There is thus increasing evidence that the suicidal brain comprises different (connected) cortical and subcortical brain structures, which constitute the social cognitive and behavioural expressive components of the predisposition for suicidal behaviour. Insight into the neuropsychological basis and neurobiological modulation of these components is increasing. Evidence can be found for a role of social cognitive processes (a sensitivity to particular social circumstances) and the behavioural expression of these processes (due to a dysregulation of anxiety and/or aggression). The dissection of the predisposition for suicidal behaviour in the components as described above is supported by studies of the neurobiological modulation of neuropsychological functions. For instance, attention level is related to noradrenalin release ( Kodama et al, 2002), and drugs that influence 5-HT1A function (such as buspirone) selectively affect performance on neuropsychological tests of memory and learning without affecting executive functions; the reverse appears to be the case for drugs that influence the 5-HT2 system ( Deakin, 1996). Animal studies have shown that a balance between (hippocampal) 5-HT1A and (cortical) 5-HT2 functioning is essential for an adequate response to social stress ( McKittrick et al, 1995). Further research is needed to study the relevance of such findings to the understanding of the suicidal brain. Moreover, the effects of state-dependent conditions (such as those associated with the increased stress response or with excessive alcohol intake) on serotonergic neural activity requires further study, because of their potential influence on the course of the suicidal process ( Van Heeringen, 2001).
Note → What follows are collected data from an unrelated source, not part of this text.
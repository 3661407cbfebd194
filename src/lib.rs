//! Inventory Management Engine
//!
//! Position-and-inventory calculation core and short-sell validation path
//! for a prime-brokerage inventory management system. Exposes the
//! per-shard engine components so the `ims-engine` binary (and tests) can
//! wire them together; the REST/WebSocket edge, vendor adapters, and
//! persistence schemas this engine's output feeds are external to this
//! crate.

pub mod bulkhead;
pub mod config;
pub mod envelope;
pub mod error;
pub mod ids;
pub mod ingest;
pub mod inventory;
pub mod limits;
pub mod locate;
pub mod position;
pub mod publisher;
pub mod settlement;
pub mod shard;
pub mod snapshot;
pub mod telemetry;
pub mod validator;
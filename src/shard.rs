//! Shard Dispatcher (C3, §4.3) and the per-shard actor loop (§4.4, §5).
//!
//! Each shard is a single `tokio::task` owning its own `PositionBook`,
//! `InventoryBook`, `LimitBook` and `LocateWorkflow` — no mutable state is
//! ever shared across shards (§5). The dispatcher only hashes a key onto a
//! shard index and hands the envelope to that shard's bounded `mpsc`
//! channel; it never touches shard-owned state itself.

use std::sync::atomic::{AtomicUsize, Ordering};
use std::sync::Arc;

use tokio::sync::mpsc;
use tracing::{error, info, warn};

use crate::config::EngineConfig;
use crate::envelope::{Envelope, EventType, ShardKey};
use crate::error::EngineError;
use crate::inventory::InventoryBook;
use crate::limits::LimitBook;
use crate::locate::LocateWorkflow;
use crate::position::PositionBook;
use crate::publisher::{DomainEvent, Publisher};
use crate::telemetry::metrics;

/// Market-data ticks and other non-critical events are shed first under
/// backpressure (§4.3); everything else backs up the queue instead.
fn is_sheddable(event_type: EventType) -> bool {
    matches!(event_type, EventType::MarketPriceTick)
}

pub struct ShardDispatcher {
    shard_count: usize,
    senders: Vec<mpsc::Sender<Envelope>>,
    /// High-priority lane for synchronous validate/locate entries (§4.3,
    /// §5): bypasses the bulk queue entirely rather than sharing capacity
    /// with ingest traffic.
    priority_senders: Vec<mpsc::Sender<Envelope>>,
    capacity: usize,
}

impl ShardDispatcher {
    pub fn new(
        shard_count: usize,
        capacity: usize,
    ) -> (Self, Vec<mpsc::Receiver<Envelope>>, Vec<mpsc::Receiver<Envelope>>) {
        assert!(shard_count.is_power_of_two(), "shard_count must be a power of two");
        let mut senders = Vec::with_capacity(shard_count);
        let mut receivers = Vec::with_capacity(shard_count);
        let mut priority_senders = Vec::with_capacity(shard_count);
        let mut priority_receivers = Vec::with_capacity(shard_count);
        for _ in 0..shard_count {
            let (tx, rx) = mpsc::channel(capacity);
            senders.push(tx);
            receivers.push(rx);
            let (ptx, prx) = mpsc::channel(capacity / 4 + 1);
            priority_senders.push(ptx);
            priority_receivers.push(prx);
        }
        (
            Self {
                shard_count,
                senders,
                priority_senders,
                capacity,
            },
            receivers,
            priority_receivers,
        )
    }

    fn shard_index(&self, key: &ShardKey) -> usize {
        (key.stable_hash() as usize) & (self.shard_count - 1)
    }

    /// Routes one envelope. Shedding happens here, before the send attempt,
    /// so a full bulk queue never blocks the ingest router's task (§4.3,
    /// §7 CapacityExceeded).
    pub async fn dispatch(&self, envelope: Envelope) -> Result<(), EngineError> {
        let key = envelope.key();
        let idx = self.shard_index(&key);
        let sender = &self.senders[idx];

        if sender.capacity() == 0 && is_sheddable(envelope.event_type()) {
            metrics::record_gap_detected(); // queue fully saturated, ticks shed
            warn!(shard = idx, "shedding non-critical event, queue saturated");
            return Ok(());
        }

        sender
            .send(envelope)
            .await
            .map_err(|_| EngineError::Transport(anyhow::anyhow!("shard {idx} channel closed")))
    }

    /// Routes a short-sell validation / locate request onto the
    /// high-priority lane for its shard (§4.3, §5).
    pub async fn dispatch_priority(&self, envelope: Envelope) -> Result<(), EngineError> {
        let key = envelope.key();
        let idx = self.shard_index(&key);
        self.priority_senders[idx]
            .send(envelope)
            .await
            .map_err(|_| EngineError::Transport(anyhow::anyhow!("shard {idx} priority channel closed")))
    }

    /// Fraction of capacity in use for shard `idx`, used by the ingest
    /// router to decide when to signal adapters to slow down (§4.3: 80%).
    pub fn fill_ratio(&self, idx: usize) -> f64 {
        let sender = &self.senders[idx];
        1.0 - (sender.capacity() as f64 / self.capacity as f64)
    }

    pub fn shard_count(&self) -> usize {
        self.shard_count
    }
}

/// Per-shard health: flips to `false` on a fatal overflow (§4.4), mirroring
/// the teacher's `DataSourceKillSwitch` circuit-breaker shape but for an
/// internal invariant rather than an external data source.
#[derive(Clone)]
pub struct ShardHealth {
    healthy: Arc<AtomicUsize>,
}

impl ShardHealth {
    pub fn new() -> Self {
        Self {
            healthy: Arc::new(AtomicUsize::new(1)),
        }
    }

    pub fn is_healthy(&self) -> bool {
        self.healthy.load(Ordering::Relaxed) == 1
    }

    fn trip(&self) {
        self.healthy.store(0, Ordering::Relaxed);
    }
}

impl Default for ShardHealth {
    fn default() -> Self {
        Self::new()
    }
}

/// One shard's owned state and cooperative event loop (§4.4, §5).
pub struct ShardActor {
    pub id: usize,
    pub positions: PositionBook,
    pub inventory: InventoryBook,
    pub limits: LimitBook,
    pub locate: LocateWorkflow,
    pub health: ShardHealth,
    config: Arc<EngineConfig>,
}

impl ShardActor {
    pub fn new(id: usize, config: Arc<EngineConfig>) -> Self {
        Self {
            id,
            positions: PositionBook::new(),
            inventory: InventoryBook::new(),
            limits: LimitBook::new(),
            locate: LocateWorkflow::new(),
            health: ShardHealth::new(),
            config,
        }
    }

    /// Runs the shard's event loop until both channels close. Bulk and
    /// priority envelopes are both drained via `select!`, biased toward the
    /// priority lane so validate/locate requests are never queued behind a
    /// burst of trade events (§4.3, §5).
    pub async fn run(
        mut self,
        mut bulk_rx: mpsc::Receiver<Envelope>,
        mut priority_rx: mpsc::Receiver<Envelope>,
        mut publisher: Publisher,
    ) {
        info!(shard = self.id, "shard loop starting");
        let mut events_since_snapshot: u64 = 0;

        loop {
            let envelope = tokio::select! {
                biased;
                Some(e) = priority_rx.recv() => e,
                Some(e) = bulk_rx.recv() => e,
                else => break,
            };

            match self.apply(&envelope, &mut publisher) {
                Ok(()) => {
                    events_since_snapshot += 1;
                    if events_since_snapshot >= self.config.snapshot_every_events {
                        events_since_snapshot = 0;
                        publisher.flush();
                    }
                }
                Err(EngineError::Overflow { key, event_id }) => {
                    error!(shard = self.id, %key, %event_id, "fatal overflow, halting shard");
                    self.health.trip();
                    break;
                }
                Err(EngineError::UnknownEventType) => {
                    warn!(shard = self.id, "unknown event type, skipped");
                }
                Err(other) => {
                    warn!(shard = self.id, error = %other, "event application error");
                }
            }
        }

        publisher.flush();
        info!(shard = self.id, "shard loop stopped");
    }

    fn apply(&mut self, envelope: &Envelope, publisher: &mut Publisher) -> Result<(), EngineError> {
        use crate::envelope::EventPayload;

        match &envelope.payload {
            EventPayload::TradeCreated { book_id, security_id, .. }
            | EventPayload::TradeAmended { book_id, security_id, .. }
            | EventPayload::TradeCancelled { book_id, security_id, .. }
            | EventPayload::PositionSnapshot { book_id, security_id, .. } => {
                if let Some(changed) = self.positions.apply_event(book_id, security_id, envelope)? {
                    publisher.publish(DomainEvent::PositionChanged {
                        key: changed.key.clone(),
                        version: changed.version,
                        status: changed.status,
                    });
                    if changed.status == crate::position::CalculationStatus::Invalid {
                        metrics::record_position_invalid();
                        publisher.publish(DomainEvent::PositionInvalid {
                            key: changed.key,
                            detail: "ladder bucket went negative".to_string(),
                        });
                    }
                }
                Ok(())
            }
            EventPayload::SettlementAdvance { .. } => {
                // Broadcast to every position this shard owns. The envelope
                // carries the new business date, not any one position's
                // key, so the roll must target each position's own
                // existing key via `apply_at_key` rather than `apply_event`
                // (which would re-derive a key dated on the envelope and
                // roll a brand-new, zeroed row instead of the real one).
                let keys: Vec<_> = self.positions.iter().map(|p| p.key.clone()).collect();
                for key in keys {
                    if let Some(changed) = self.positions.apply_at_key(&key, envelope)? {
                        publisher.publish(DomainEvent::PositionChanged {
                            key: changed.key,
                            version: changed.version,
                            status: changed.status,
                        });
                    }
                }
                Ok(())
            }
            EventPayload::OrderValidateRequested { .. } | EventPayload::LocateRequested { .. } => {
                // These are handled synchronously by `validator`/`locate`
                // modules called directly by the RPC edge, not replayed
                // through this loop; arriving here only on journal replay,
                // where they are a no-op (the original reply already went
                // out).
                Ok(())
            }
            _ => Err(EngineError::UnknownEventType),
        }
    }
}
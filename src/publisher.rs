//! Publisher (C10, §4.10).
//!
//! Fan-out of derived events onto an in-process bus. Uses
//! `tokio::sync::broadcast`, the same primitive the teacher uses for its
//! `WsServerEvent` fan-out in `main.rs` — at-least-once, per-key ordering
//! preserved because a single shard only ever publishes its own key's
//! events in the order it produced them. Batches by count or flush
//! interval, whichever comes first (§4.10: default 32 events / 5 ms).

use std::collections::HashMap;
use std::time::Duration;

use chrono::{DateTime, Utc};
use rust_decimal::Decimal;
use serde::Serialize;
use tokio::sync::broadcast;
use tokio::time::Instant;

use crate::ids::{AggregationUnitId, BusinessDate, ClientId, EventId, LocateId, ReservationId, SecurityId};
use crate::inventory::CalculationType;
use crate::position::{CalculationStatus, PositionKey};

#[derive(Debug, Clone, Serialize)]
pub enum DomainEvent {
    PositionChanged {
        key: PositionKey,
        version: u64,
        status: CalculationStatus,
    },
    InventoryChanged {
        security_id: SecurityId,
        business_date: BusinessDate,
        calculation_type: CalculationType,
        value: Decimal,
    },
    LimitChanged {
        entity: LimitEntityWire,
        security_id: SecurityId,
        business_date: BusinessDate,
        limit: Decimal,
        used: Decimal,
    },
    LocateDecided {
        locate_id: LocateId,
        state: String,
        reservation_id: Option<ReservationId>,
    },
    OrderValidated {
        order_id: String,
        status: String,
        reservation_ids: Vec<ReservationId>,
        reason: Option<String>,
    },
    PositionDrift {
        key: PositionKey,
        detail: String,
    },
    PositionInvalid {
        key: PositionKey,
        detail: String,
    },
    GapDetected {
        source: String,
        key: String,
        from_sequence: u64,
        to_sequence: u64,
    },
}

#[derive(Debug, Clone, Serialize)]
pub enum LimitEntityWire {
    Client(ClientId),
    AggregationUnit(AggregationUnitId),
}

impl DomainEvent {
    /// Idempotent consumer key (§4.10): `(eventType, key, version)`.
    /// Non-versioned events (locate/order/gap) use a synthetic version of 0
    /// since each already carries a globally unique id in its key.
    fn idempotent_key(&self) -> (&'static str, String, u64) {
        match self {
            DomainEvent::PositionChanged { key, version, .. } => {
                ("PositionChanged", format!("{}:{}:{}", key.book_id, key.security_id, key.business_date), *version)
            }
            DomainEvent::InventoryChanged {
                security_id,
                business_date,
                calculation_type,
                ..
            } => (
                "InventoryChanged",
                format!("{security_id}:{business_date}:{calculation_type:?}"),
                0,
            ),
            DomainEvent::LimitChanged {
                security_id,
                business_date,
                ..
            } => ("LimitChanged", format!("{security_id}:{business_date}"), 0),
            DomainEvent::LocateDecided { locate_id, .. } => ("LocateDecided", locate_id.to_string(), 0),
            DomainEvent::OrderValidated { order_id, .. } => ("OrderValidated", order_id.clone(), 0),
            DomainEvent::PositionDrift { key, .. } => {
                ("PositionDrift", format!("{}:{}:{}", key.book_id, key.security_id, key.business_date), 0)
            }
            DomainEvent::PositionInvalid { key, .. } => {
                ("PositionInvalid", format!("{}:{}:{}", key.book_id, key.security_id, key.business_date), 0)
            }
            DomainEvent::GapDetected { source, key, .. } => {
                ("GapDetected", format!("{source}:{key}"), 0)
            }
        }
    }
}

pub struct PublisherConfig {
    pub batch_size: usize,
    pub flush_interval: Duration,
}

/// Batches `DomainEvent`s per §4.10 and flushes to the broadcast channel.
/// The idempotency map means a caller retrying a publish for the same
/// `(eventType, key, version)` after a crash mid-flush is harmless: the
/// duplicate is dropped rather than re-delivered.
pub struct Publisher {
    tx: broadcast::Sender<DomainEvent>,
    buffer: Vec<DomainEvent>,
    batch_size: usize,
    flush_interval: Duration,
    last_flush: Instant,
    last_published_version: HashMap<(&'static str, String), u64>,
}

impl Publisher {
    pub fn new(config: PublisherConfig) -> (Self, broadcast::Receiver<DomainEvent>) {
        let (tx, rx) = broadcast::channel(4096);
        (
            Self {
                tx,
                buffer: Vec::with_capacity(config.batch_size),
                batch_size: config.batch_size,
                flush_interval: config.flush_interval,
                last_flush: Instant::now(),
                last_published_version: HashMap::new(),
            },
            rx,
        )
    }

    pub fn subscribe(&self) -> broadcast::Receiver<DomainEvent> {
        self.tx.subscribe()
    }

    /// Enqueues an event, deduping against `(eventType, key, version)`
    /// before it ever reaches the buffer, and flushes if the batch is full
    /// or the flush interval has elapsed.
    pub fn publish(&mut self, event: DomainEvent) {
        let (event_type, key, version) = event.idempotent_key();
        let dedup_key = (event_type, key);
        if let Some(&last) = self.last_published_version.get(&dedup_key) {
            if version != 0 && version <= last {
                return;
            }
        }
        self.last_published_version.insert(dedup_key, version);
        self.buffer.push(event);

        if self.buffer.len() >= self.batch_size || self.last_flush.elapsed() >= self.flush_interval {
            self.flush();
        }
    }

    /// Forces out whatever is buffered, regardless of batch/interval state.
    /// At-least-once: a `send` error (no subscribers) is not propagated as
    /// a failure — downstream consumers that aren't listening yet simply
    /// miss events, the same tolerance the teacher's `broadcast::Sender`
    /// usage assumes for `WsServerEvent`.
    pub fn flush(&mut self) {
        for event in self.buffer.drain(..) {
            let _ = self.tx.send(event);
        }
        self.last_flush = Instant::now();
    }

    pub fn pending(&self) -> usize {
        self.buffer.len()
    }
}

/// Helper used by operators/tests to render a flushed event's wall-clock
/// arrival time without threading `Utc::now()` through every call site.
pub fn now() -> DateTime<Utc> {
    Utc::now()
}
Although the proposed model of the predisposition to suicidal behaviour most probably is to be regarded as simplistic, the complexity of the cortico-subcortical circuits involved in the different components of the predisposition to suicidal behaviour, their neuropsychological expression and their neurobiological modulation may well reflect the complexity of predicting and treating suicidal ideation and behaviour.